-- Supplied material follows --

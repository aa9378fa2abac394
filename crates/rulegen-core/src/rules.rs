use std::fmt;

use serde::Serialize;

/// One row per declared subject restriction of a relation.
#[derive(Debug, Clone, PartialEq, Eq, Hash, Serialize)]
pub struct RelationTypeRestriction {
    pub resource_type: String,
    pub relation: String,
    pub subject_type: String,
    pub subject_relation: Option<String>,
}

impl fmt::Display for RelationTypeRestriction {
    fn fmt(&self, f: &mut fmt::Formatter<'_>) -> fmt::Result {
        match &self.subject_relation {
            Some(rel) => write!(
                f,
                "{}({}#{}, {})",
                self.relation, self.subject_type, rel, self.resource_type
            ),
            None => write!(
                f,
                "{}({}, {})",
                self.relation, self.subject_type, self.resource_type
            ),
        }
    }
}

/// `derived_relation` holds wherever `source_relation` holds on the same object.
#[derive(Debug, Clone, PartialEq, Eq, Hash, Serialize)]
pub struct UnaryRule {
    pub resource_type: String,
    pub source_relation: String,
    pub derived_relation: String,
}

impl UnaryRule {
    pub fn new(
        resource_type: impl Into<String>,
        source_relation: impl Into<String>,
        derived_relation: impl Into<String>,
    ) -> Self {
        Self {
            resource_type: resource_type.into(),
            source_relation: source_relation.into(),
            derived_relation: derived_relation.into(),
        }
    }
}

impl fmt::Display for UnaryRule {
    fn fmt(&self, f: &mut fmt::Formatter<'_>) -> fmt::Result {
        write!(
            f,
            "{t}#{derived}(subject, {t}) :- {t}#{source}(subject, {t})",
            t = self.resource_type,
            derived = self.derived_relation,
            source = self.source_relation,
        )
    }
}

/// One-hop join: `derived_relation` holds for a subject on an object of
/// `second_resource_type` when `second_relation` links that object to an object
/// of `first_resource_type` on which the subject holds `first_relation`.
///
/// Intersections reuse this shape with both resource types equal.
#[derive(Debug, Clone, PartialEq, Eq, Hash, Serialize)]
pub struct BinaryRule {
    pub first_resource_type: String,
    pub first_relation: String,
    pub second_resource_type: String,
    pub second_relation: String,
    pub derived_relation: String,
}

impl BinaryRule {
    pub fn new(
        first_resource_type: impl Into<String>,
        first_relation: impl Into<String>,
        second_resource_type: impl Into<String>,
        second_relation: impl Into<String>,
        derived_relation: impl Into<String>,
    ) -> Self {
        Self {
            first_resource_type: first_resource_type.into(),
            first_relation: first_relation.into(),
            second_resource_type: second_resource_type.into(),
            second_relation: second_relation.into(),
            derived_relation: derived_relation.into(),
        }
    }
}

impl fmt::Display for BinaryRule {
    fn fmt(&self, f: &mut fmt::Formatter<'_>) -> fmt::Result {
        write!(
            f,
            "{second}#{derived}(subject, {second}) :- {first}#{first_rel}(subject, {first}), {second}#{second_rel}({first}, {second})",
            first = self.first_resource_type,
            first_rel = self.first_relation,
            second = self.second_resource_type,
            second_rel = self.second_relation,
            derived = self.derived_relation,
        )
    }
}

/// The compiled rule base for one schema.
#[derive(Debug, Clone, Default, PartialEq, Eq, Serialize)]
pub struct SchemaQueryRules {
    pub relation_type_restrictions: Vec<RelationTypeRestriction>,
    pub unary_rules: Vec<UnaryRule>,
    pub binary_rules: Vec<BinaryRule>,
}

impl SchemaQueryRules {
    pub fn is_empty(&self) -> bool {
        self.len() == 0
    }

    pub fn len(&self) -> usize {
        self.relation_type_restrictions.len() + self.unary_rules.len() + self.binary_rules.len()
    }

    pub(crate) fn extend_rules(
        &mut self,
        unary_rules: impl IntoIterator<Item = UnaryRule>,
        binary_rules: impl IntoIterator<Item = BinaryRule>,
    ) {
        self.unary_rules.extend(unary_rules);
        self.binary_rules.extend(binary_rules);
    }
}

-- Supplied material concluded --

Task description:
Lines from the one containing "for one schema." through the final line of the entries are the only ones to print, and each must match exactly.

Reply to the exercise:
/// The compiled rule base for one schema.
#[derive(Debug, Clone, Default, PartialEq, Eq, Serialize)]
pub struct SchemaQueryRules {
    pub relation_type_restrictions: Vec<RelationTypeRestriction>,
    pub unary_rules: Vec<UnaryRule>,
    pub binary_rules: Vec<BinaryRule>,
}

impl SchemaQueryRules {
    pub fn is_empty(&self) -> bool {
        self.len() == 0
    }

    pub fn len(&self) -> usize {
        self.relation_type_restrictions.len() + self.unary_rules.len() + self.binary_rules.len()
    }

    pub(crate) fn extend_rules(
        &mut self,
        unary_rules: impl IntoIterator<Item = UnaryRule>,
        binary_rules: impl IntoIterator<Item = BinaryRule>,
    ) {
        self.unary_rules.extend(unary_rules);
        self.binary_rules.extend(binary_rules);
    }
}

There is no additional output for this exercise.